Présidentielle en Guinée et fermeture générale des frontières sur fond de manque de sérénité. 

Le ministère de l’Administration du Territoire et de la Décentralisation a annoncé la fermeture temporaire de toutes les frontières terrestres et maritimes du pays en ce samedi 27 décembre 2025. 

Cette mesure prise au lendemain des élections présidentielles du 28 décembre 2025 entre en vigueur dès ce samedi à minuit et se terminera selon ledit communiqué le dimanche 28 décembre à minuit.

Quant aux frontières aériennes, elles resteront fermées de dimanche à 5h00 du matin pour ne rouvrir que le soir du même jour à 20h00.

À cela s’ajoute aussi l’interdiction totale de circulation des véhicules, motos et tricycles sur l’ensemble du territoire national entre 6h00 et 18h00 de ce dimanche 28 Décembre 2025 peut-on lire dans le communiqué. 
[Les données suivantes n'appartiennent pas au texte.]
//! UART endpoint: the driver and monitor bound to a design's pins.
//!
//! An endpoint is bound once, with a fixed configuration and role. In the
//! active role it owns a drive line, parked at the idle level on bind, and
//! may also observe a line. In the passive role it only observes.
//!
//! Operations are suspension points on the injected [`Environment`]. Between
//! two waits everything (encoding, assembling, decoding) happens in zero
//! simulated time.

use std::time::Duration;

use tracing::{debug, info, warn};
use uartvip_proto::{FrameFormat, FrameStatus, Parity, Transaction, encode_transaction};

use crate::{
    Environment, FrameAssembler, IdAllocator, Line, LineResolver, PinNames, Role, UartConfig,
    VipId,
    error::{BindError, Direction, EndpointError},
    sampler::BitSampler,
};

/// UART verification endpoint.
///
/// Generic over the environment and the line type so the same code runs
/// against the deterministic harness or any other simulator binding.
#[derive(Debug)]
pub struct Endpoint<E, L> {
    id: VipId,
    config: UartConfig,
    format: FrameFormat,
    env: E,
    /// Present exactly when the role is active
    drive: Option<L>,
    observe: Option<BitSampler<E, L>>,
}

impl<E: Environment, L: Line> Endpoint<E, L> {
    /// Validate `config`, resolve pins and park the drive line at idle.
    ///
    /// Active endpoints need a drive pin and may have an observe pin. Passive
    /// endpoints need an observe pin; a drive pin, if given, is ignored.
    ///
    /// # Errors
    ///
    /// - `EndpointError::Config` if `config` fails validation
    /// - `EndpointError::Bind` if a required pin is missing or does not
    ///   resolve
    pub fn bind<R>(
        id: VipId,
        config: UartConfig,
        env: E,
        resolver: &R,
        pins: &PinNames,
    ) -> Result<Self, EndpointError>
    where
        R: LineResolver<Line = L>,
    {
        config.validate()?;
        let format = config.frame_format()?;

        let drive = if config.role.can_drive() {
            let path = pins
                .drive
                .as_deref()
                .ok_or(BindError::MissingPin { role: config.role, direction: Direction::Drive })?;
            Some(resolve(resolver, path)?)
        } else {
            if let Some(path) = &pins.drive {
                debug!(vip = %id, pin = %path, "passive endpoint ignores drive pin");
            }
            None
        };

        let observe = match pins.observe.as_deref() {
            Some(path) => Some(resolve(resolver, path)?),
            None if config.role == Role::Passive => {
                return Err(BindError::MissingPin {
                    role: config.role,
                    direction: Direction::Observe,
                }
                .into());
            },
            None => None,
        };

        if let Some(line) = &drive {
            line.drive(true);
        }

        info!(
            vip = %id,
            role = %config.role,
            baud_rate = config.baud_rate,
            format = %format,
            drive = pins.drive.as_deref().filter(|_| drive.is_some()).unwrap_or("-"),
            observe = pins.observe.as_deref().unwrap_or("-"),
            "endpoint bound"
        );

        let bit_period = config.bit_period();
        Ok(Self {
            id,
            config,
            format,
            observe: observe.map(|line| BitSampler::new(env.clone(), line, bit_period)),
            drive,
            env,
        })
    }

    /// [`Endpoint::bind`] with an id drawn from `ids`.
    pub fn bind_with<R>(
        ids: &IdAllocator,
        config: UartConfig,
        env: E,
        resolver: &R,
        pins: &PinNames,
    ) -> Result<Self, EndpointError>
    where
        R: LineResolver<Line = L>,
    {
        Self::bind(ids.next_id(), config, env, resolver, pins)
    }

    /// Endpoint identifier.
    pub fn id(&self) -> VipId {
        self.id
    }

    /// Configuration fixed at bind time.
    pub fn config(&self) -> &UartConfig {
        &self.config
    }

    /// Line speed in bits per second.
    pub fn baud_rate(&self) -> u32 {
        self.config.baud_rate
    }

    /// Parity mode.
    pub fn parity(&self) -> Option<Parity> {
        self.config.parity
    }

    /// Active or passive.
    pub fn role(&self) -> Role {
        self.config.role
    }

    /// Frame format.
    pub fn format(&self) -> FrameFormat {
        self.format
    }

    /// Duration of one slot.
    pub fn bit_period(&self) -> Duration {
        self.config.bit_period()
    }

    /// Drive one frame carrying `data`, masked to the data width.
    ///
    /// Waits a random idle time in `[0, bit_period]` first, then holds each
    /// slot for one bit period. Returns the intended transaction, stamped
    /// with the time of the start edge, once the stop bit has been driven
    /// for its full period.
    ///
    /// # Errors
    ///
    /// - `EndpointError::Role` on a passive endpoint; the line is untouched
    pub async fn transmit(&self, data: u8) -> Result<Transaction, EndpointError> {
        self.send(data, true, "transmit").await
    }

    /// Like [`Endpoint::transmit`], but with the parity bit inverted.
    pub async fn transmit_bad_parity(&self, data: u8) -> Result<Transaction, EndpointError> {
        self.send(data, false, "transmit_bad_parity").await
    }

    /// Drive a prepared transaction verbatim, e.g. with a low stop bit.
    ///
    /// # Errors
    ///
    /// - `EndpointError::Role` on a passive endpoint
    /// - `EndpointError::FormatMismatch` if `txn` was built for another format
    pub async fn transmit_transaction(&self, txn: &Transaction) -> Result<(), EndpointError> {
        let line = self.drive_line("transmit_transaction")?;
        if txn.format() != self.format {
            return Err(EndpointError::FormatMismatch {
                id: self.id,
                expected: self.format,
                actual: txn.format(),
            });
        }

        self.idle_delay().await;
        self.drive_frame(line, txn).await;
        Ok(())
    }

    async fn send(
        &self,
        data: u8,
        good_parity: bool,
        operation: &'static str,
    ) -> Result<Transaction, EndpointError> {
        let line = self.drive_line(operation)?;

        self.idle_delay().await;
        let txn = Transaction::new(data, self.format, good_parity, self.env.now());
        self.drive_frame(line, &txn).await;

        info!(vip = %self.id, data = format_args!("{:#04x}", txn.data()), good_parity, "sent frame");
        Ok(txn)
    }

    fn drive_line(&self, operation: &'static str) -> Result<&L, EndpointError> {
        match &self.drive {
            Some(line) => Ok(line),
            None => {
                warn!(vip = %self.id, role = %self.config.role, operation, "role error: endpoint cannot drive");
                Err(EndpointError::Role { id: self.id, role: self.config.role, operation })
            },
        }
    }

    async fn idle_delay(&self) {
        let bit_period_ns = u64::try_from(self.bit_period().as_nanos()).unwrap_or(u64::MAX);
        let idle = self.env.random_range(0, bit_period_ns);
        self.env.sleep(Duration::from_nanos(idle)).await;
    }

    async fn drive_frame(&self, line: &L, txn: &Transaction) {
        let bit_period = self.bit_period();
        for (slot, level) in encode_transaction(txn).into_iter().enumerate() {
            line.drive(level);
            debug!(vip = %self.id, slot, level, "driving slot");
            self.env.sleep(bit_period).await;
        }
    }

    /// Wait for the next frame on the observed line and decode it.
    ///
    /// Blocks until a falling edge, samples the start slot at its center and
    /// every later slot at a random offset, then returns the transaction
    /// stamped with the time the stop slot ended. A low stop bit or a wrong
    /// parity bit is logged and left visible on the transaction; it is not
    /// an error.
    ///
    /// A call made while the line is already low waits for the next falling
    /// edge, so a line stuck low blocks until it recovers.
    ///
    /// # Errors
    ///
    /// - `EndpointError::NotBound` if no observe pin was bound
    pub async fn receive(&self) -> Result<Transaction, EndpointError> {
        let Some(sampler) = &self.observe else {
            return Err(EndpointError::NotBound { id: self.id, direction: Direction::Observe });
        };

        let mut assembler = FrameAssembler::new(self.format);
        sampler.line().falling_edge().await;
        assembler.start()?;
        debug!(vip = %self.id, at_ns = self.env.now().as_nanos() as u64, "start edge");

        while let Some(mode) = assembler.next_mode() {
            let level = sampler.sample(mode).await;
            assembler.push(level)?;
        }

        let txn = assembler.finish(self.env.now())?;
        match txn.status() {
            FrameStatus::Valid => {},
            FrameStatus::FramingError => {
                warn!(vip = %self.id, start_ok = txn.start_bit_ok(), stop_ok = txn.stop_bit_ok(), "framing error");
            },
            FrameStatus::ParityError => {
                warn!(vip = %self.id, data = format_args!("{:#04x}", txn.data()), "parity error");
            },
        }
        info!(vip = %self.id, data = format_args!("{:#04x}", txn.data()), "received frame");

        Ok(txn)
    }
}

fn resolve<R: LineResolver>(resolver: &R, path: &str) -> Result<R::Line, BindError> {
    if path.trim().is_empty() {
        return Err(BindError::EmptyPinName);
    }
    resolver.resolve(path)
}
Une mesure exceptionnelle, justifiée selon les autorités, par des « impératifs de sécurité et de sérénité nationale ».

Cependant, le gouvernement prévoit un dispositif dérogatoire strict : des laissez-passer codifiés seront délivrés uniquement dans des cas de nécessité absolue. 

Ces autorisations spéciales seront octroyées par le Poste de Commandement Opérationnel de Sécurité Intérieure (PCO-SI) ou la Direction Générale des Élections (DGE).

L’arrêté ministériel a été diffusé en cette soirée du samedi 27 décembre, confirmant le caractère exceptionnel et temporaire de ces restrictions. 

Pour rappel, la junte militaire pilotée par Mamadi Doumbouya organise son élection sur fond d’un parjure et sa trahison de la parole donnée après quatre ans de transition politique trompe l’œil. 

Tout porte à croire qu’il organise les élections présidentielles que pour les gagner, puisqu’il a exclu tous les grands partis politiques du processus électoral et dirige le pays d’une main de fer.

Manque de sérénité du pouvoir militaire

On assiste depuis hier samedi nuit à des altercations violentes entre les forces spéciales et de pers non identifiées dans la banlieue de Conakry plus précisément à Sonfonia-AFRICOF. 

Les populations font état de blessés graves et de lourds dégâts après plusieurs heures d’échanges de tirs à Sonfonia. Selon les témoignages des habitants, ces échanges de tirs ont débuté entre 4 heures et se sont poursuivis jusqu’à 8 heures du matin. 

Des tirs d’armes automatiques et de fortes détonations ont été entendus, provoquant la panique au sein de la population. Les vidéos amateurs des habitants de ce quartier populaire relayées sur les réseaux sociaux témoignent le caractère violent de cet incident grave digne d’un pays ingouvernable. 

À ce stade, les autorités n’ont pas encore communiqué officiellement sur les causes exactes de ces événements….

Ces événements confirment ce que nous avons décrit dans nos précédents articles où l’on voit un manque de confiance et de sérénité du pouvoir militaire. 

C’est ce qui explique aussi le renforcement de la sécurité présidentielle, les purges au sein de l’armée, le retour de militaires envoyés à la retraite, son recul paranoïaque et son absence avérée à la campagne électorale. Il y règne un manque de sérénité totale du côté du camp de la démesure et du despotisme.